Risk factors for failure in double-plate tube surgery for refractory glaucoma: 25 years surgical experience
Clinical Ophthalmology Feb 11, 2021
Duch S, Arciniegas-Perasso CA, Piludu S, et al. - Researchers conducted this retrospective case-series observational study to examine risk factors associated with success and failure in double-plate tube surgery for refractory glaucoma. From 1990 to 2015, there were 243 consecutive eyes that underwent anterior-segment double-plate tube surgery. Data reported that preoperative intraocular pressure (IOP) was 37.3 ± 13.1 mmHg (mean ± SD) with 3.0 ± 0.7 medications.
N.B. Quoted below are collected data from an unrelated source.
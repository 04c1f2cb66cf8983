//! Error types for the proxy pipeline.

use std::net::SocketAddr;
use std::path::PathBuf;

use axum::http::StatusCode;
use axum::response::{IntoResponse, Response};
use thiserror::Error;

/// Errors surfaced by the request pipeline.
///
/// Every failure is terminal for the request that hit it: the error is
/// rendered as an HTTP response with the failure message as a plain-text
/// body, and nothing is retried or queued.
#[derive(Debug, Error)]
pub enum ProxyError {
    /// Origin unreachable or the transport failed mid-request.
    #[error("upstream request failed: {0}")]
    Upstream(String),

    /// The origin declared a gzip body that did not decode.
    #[error("gzip decode failed: {0}")]
    Decompress(#[source] std::io::Error),

    /// Cache directory or file could not be written.
    #[error("cache write failed: {0}")]
    Storage(#[source] std::io::Error),

    /// Cache entry vanished between the existence check and the read.
    #[error("cache entry not found: {}", .0.display())]
    NotFound(PathBuf),

    /// Listen address did not parse.
    #[error("invalid listen address: {0}")]
    Address(String),

    /// Listener could not be bound.
    #[error("failed to bind {addr}: {source}")]
    Bind {
        addr: SocketAddr,
        source: std::io::Error,
    },

    /// Server runtime failure.
    #[error("server error: {0}")]
    Runtime(String),
}

impl IntoResponse for ProxyError {
    fn into_response(self) -> Response {
        let status = match &self {
            ProxyError::Upstream(_) | ProxyError::Decompress(_) => StatusCode::BAD_GATEWAY,
            ProxyError::NotFound(_) => StatusCode::NOT_FOUND,
            ProxyError::Storage(_)
            | ProxyError::Address(_)
            | ProxyError::Bind { .. }
            | ProxyError::Runtime(_) => StatusCode::INTERNAL_SERVER_ERROR,
        };
        (status, self.to_string()).into_response()
    }
}

/// Result type for proxy operations.
pub type Result<T> = std::result::Result<T, ProxyError>;

#[cfg(test)]
mod tests {
    use super::*;

    #[test]
    fn upstream_maps_to_bad_gateway() {
        let response = ProxyError::Upstream("connection refused".to_string()).into_response();
        assert_eq!(response.status(), StatusCode::BAD_GATEWAY);
    }

    #[test]
    fn not_found_maps_to_404() {
        let response = ProxyError::NotFound(PathBuf::from("/cache/x")).into_response();
        assert_eq!(response.status(), StatusCode::NOT_FOUND);
    }

    #[test]
    fn storage_maps_to_internal_error() {
        let err = std::io::Error::new(std::io::ErrorKind::PermissionDenied, "denied");
        let response = ProxyError::Storage(err).into_response();
        assert_eq!(response.status(), StatusCode::INTERNAL_SERVER_ERROR);
    }
}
The mean IOP was 14.6 ± 6.3 mmHg with 0.4 ± 1.0 medications after a median follow-up of 44.3 months. Surgical failure was not associated with any risk factors studied. Partial success was associated with preoperative IOP, glaucoma type, previous surgery, prior anti-glaucoma medications, implant type, and hypertensive phase. Findings suggested that tube surgery is effective and appears to be independent of the major risk factors for glaucoma surgery. However, the need for glaucoma medication to reach the target pressure is linked to prior surgery and certain chronic preoperative drugs.